C’est spécial, contre un club rival, le plus important est de gagner. C’est aussi une question de fierté”, a déclaré M. Pochettino, qui a joué dans six “Clasicos” entre 2001 et 2003.

– Neymar disponible –
Vainqueur des sept dernières éditions du tournoi, le PSG traverse une période de reconstruction avec Pochettino, qui cherche la bonne stratégie pour “gagner avec style”.

Le retour de Neymar, disponible après un mois d’absence en raison d’une blessure à la cheville, est une bonne nouvelle pour le football spectaculaire qu’il a promis, mais il n’a pas beaucoup de marge de manœuvre : son équipe vient de terminer sa pire première phase de championnat en quatre ans.

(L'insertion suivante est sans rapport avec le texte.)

//! Text rendering of page views.
//!
//! [`render`] is the single dispatch point: gated pages arrive as an
//! `AccessView` and are matched exactly once here.

use std::fmt::Write as _;

use storefront_auth::AccessView;

use crate::pages::{
    CartView, CategoriesView, DashboardView, DealCard, DealsView, HomeView, InventoryView,
    ProductCard, ProductDetailView, ShopView,
};

/// Any renderable page.
#[derive(Debug, Clone)]
pub enum Page {
    Home(HomeView),
    Shop(ShopView),
    ProductDetail(ProductDetailView),
    Categories(CategoriesView),
    Deals(DealsView),
    Cart(CartView),
    Dashboard(AccessView<DashboardView>),
    Inventory(AccessView<InventoryView>),
}

pub fn render(page: &Page) -> String {
    match page {
        Page::Home(view) => home(view),
        Page::Shop(view) => shop(view),
        Page::ProductDetail(view) => product_detail(view),
        Page::Categories(view) => categories(view),
        Page::Deals(view) => deals(view),
        Page::Cart(view) => cart(view),
        Page::Dashboard(access) => gated(access, dashboard),
        Page::Inventory(access) => gated(access, inventory),
    }
}

fn gated<T>(access: &AccessView<T>, body: fn(&T) -> String) -> String {
    match access {
        AccessView::Unauthenticated => "Please sign in to continue.\n".to_string(),
        AccessView::Unauthorized { missing } => {
            format!("Access denied: requires '{missing}'.\n")
        }
        AccessView::Authorized(view) => body(view),
    }
}

fn card_line(out: &mut String, card: &ProductCard) {
    let _ = writeln!(
        out,
        "  [{}] {} ({}) {} | {:.1}* ({}) | {}",
        card.id, card.name, card.category, card.price, card.rating, card.reviews, card.stock
    );
}

fn home(view: &HomeView) -> String {
    let mut out = String::from("Featured Products\n");
    for card in &view.featured {
        card_line(&mut out, card);
    }
    out.push_str("Shop by category\n");
    for link in &view.categories {
        let _ = writeln!(out, "  {} ({}) {}", link.category, link.count, link.href);
    }
    out
}

fn shop(view: &ShopView) -> String {
    let mut out = String::new();
    let _ = writeln!(out, "Categories: {}", view.categories.join(", "));
    if view.is_empty() {
        out.push_str("No products found\n");
        return out;
    }
    let _ = writeln!(out, "Showing {} products", view.products.len());
    for card in &view.products {
        card_line(&mut out, card);
    }
    out
}

fn product_detail(view: &ProductDetailView) -> String {
    let mut out = String::new();
    card_line(&mut out, &view.product);
    let _ = writeln!(out, "  {}", view.description);
    for (key, value) in &view.specifications {
        let _ = writeln!(out, "    {key}: {value}");
    }
    if !view.related.is_empty() {
        out.push_str("Related:\n");
        for card in &view.related {
            card_line(&mut out, card);
        }
    }
    out
}

fn categories(view: &CategoriesView) -> String {
    let mut out = String::new();
    for c in &view.categories {
        let _ = writeln!(out, "  {} ({} products)", c.category, c.count);
    }
    out
}

fn deal_lines(out: &mut String, title: &str, deals: &[DealCard]) {
    let _ = writeln!(out, "{title}:");
    if deals.is_empty() {
        out.push_str("  none right now\n");
    }
    for deal in deals {
        let _ = writeln!(
            out,
            "  {} {} -> {} [{}] ends {} ({} left)",
            deal.product.name,
            deal.original_price,
            deal.product.price,
            deal.badge,
            deal.ends,
            deal.time_left
        );
    }
}

fn deals(view: &DealsView) -> String {
    let mut out = String::new();
    deal_lines(&mut out, "Flash deals", &view.flash);
    deal_lines(&mut out, "Weekly deals", &view.weekly);
    out
}

fn cart(view: &CartView) -> String {
    if view.is_empty() {
        return "Your cart is empty\n".to_string();
    }
    let mut out = String::new();
    for line in &view.lines {
        let _ = writeln!(
            out,
            "  {} x{} @ {} = {}",
            line.name, line.quantity, line.unit_price, line.line_total
        );
    }
    let _ = writeln!(out, "Items: {}", view.item_count);
    let _ = writeln!(out, "Subtotal: {}", view.subtotal);
    let _ = writeln!(out, "Tax: {}", view.tax);
    let _ = writeln!(out, "Shipping: {}", view.shipping);
    let _ = writeln!(out, "Total: {}", view.total);
    out
}

fn dashboard(view: &DashboardView) -> String {
    let mut out = String::new();
    let _ = writeln!(out, "{}", view.greeting);
    let s = &view.catalog_summary;
    let _ = writeln!(
        out,
        "Products: {} | Units: {} | Low (<{}): {} | Out: {}",
        s.total_items,
        s.total_stock,
        s.threshold.value(),
        s.low_stock,
        s.out_of_stock
    );
    for card in &view.low_inventory {
        card_line(&mut out, card);
    }
    out
}

fn inventory(view: &InventoryView) -> String {
    let mut out = String::new();
    let s = &view.summary;
    let _ = writeln!(
        out,
        "Total products: {} | Total stock: {} | Low stock: {} | Out of stock: {}",
        s.total_items, s.total_stock, s.low_stock, s.out_of_stock
    );
    for total in s.by_category.iter() {
        let _ = writeln!(out, "  {}: {}", total.category, total.quantity);
    }
    if view.rows.is_empty() {
        out.push_str("No inventory items found\n");
        return out;
    }
    for row in &view.rows {
        let _ = writeln!(
            out,
            "  {} | {} | {} | {} | {} | {} | {}",
            row.sku,
            row.name,
            row.category,
            row.quantity,
            row.price,
            row.last_updated,
            row.status.label()
        );
    }
    if view.can_edit {
        out.push_str("(edit enabled)\n");
    }
    out
}

#[cfg(test)]
mod tests {
    use super::*;
    use storefront_auth::Permission;

    #[test]
    fn gated_pages_dispatch_on_access() {
        let denied: Page = Page::Inventory(AccessView::Unauthorized {
            missing: Permission::INVENTORY_READ,
        });
        assert_eq!(render(&denied), "Access denied: requires 'inventory.read'.\n");

        let signed_out: Page = Page::Dashboard(AccessView::Unauthenticated);
        assert_eq!(render(&signed_out), "Please sign in to continue.\n");
    }

    #[test]
    fn empty_views_render_empty_states() {
        let cart = CartView {
            lines: Vec::new(),
            item_count: 0,
            subtotal: "$0.00".into(),
            tax: "$0.00".into(),
            shipping: "$0.00".into(),
            total: "$0.00".into(),
        };
        assert_eq!(render(&Page::Cart(cart)), "Your cart is empty\n");
    }
}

S’ils n’ont pas remporté de titre depuis la Coupe de la Ligue 2012, les Marseillais ont remporté la “Classique” en septembre (1-0), la première en neuf ans, prouvant ainsi que les années de sécheresse étaient peut-être terminées pour le propriétaire américain Frank McCourt, arrivé en 2016.

Il est tout à fait naturel que le PSG remporte chaque concours national. Nous n’avons donc pas cette pression pour être contraints de gagner. Ce n’est pas la faute de Marseille, c’est la réalité du championnat le plus déséquilibré du monde”, a déclaré Villas-Boas.

Mais depuis son arrivée en 2019, le Portugais a levé toutes les barrières une à une : c’est lui qui a ramené l’OM en Ligue des champions après sept ans d’absence et qui l’a mené à son premier podium de championnat depuis 2013. Il ne reste plus qu’à faire remporter un trophée à l’entraîneur charismatique.

– Le choc des styles –
Moins bavard que l’entraîneur de l’OM Pochettino, toujours très prudent dans ses déclarations, il partage avec les Portugais une certaine aura parmi les fans, qui n’ont pas oublié son passage au PSG en tant que joueur.

Ses voyages sont également liés à Tottenham, où Pochettino est arrivé en mai 2014, cinq mois après le départ de Villas-Boas.

Mais l’Argentin ne fait que commencer sa nouvelle aventure parisienne, où ses deux premiers matches n’ont fait que lui rappeler qu’il aura besoin de temps pour imposer son style.

Je ne vois pas beaucoup de différence pour le moment. C’est une équipe basée sur des individus. Il y a eu des changements dans les pièces du puzzle, dans la façon dont elles se défendent. C’est la plus grande différence que j’ai remarquée. Le reste vient avec le temps, mais le problème pour Pochettino est qu’il n’a pas le temps”, a déclaré M. Villas-Boas.

En effet, Pochettino doit absolument gagner pour bien commencer son mandat et inaugurer son record d’entraîneur, lui qui n’a pas réussi à remporter les titres de l’Espanyol, de Southampton et de Tottenham.

Ce sera un duel que les joueurs les plus importants affronteront sans arriver au meilleur de leur forme : Kylian Mbappé et Florian Thauvin ne sont pas très bons pour terminer les jeux ; Dimitri Payet a commencé sur le banc pour les deux derniers matchs ; Neymar n’est pas à 100%… Mais il a fallu un bon match pour avoir une chance de changer les choses. Et l’occasion s’est présentée.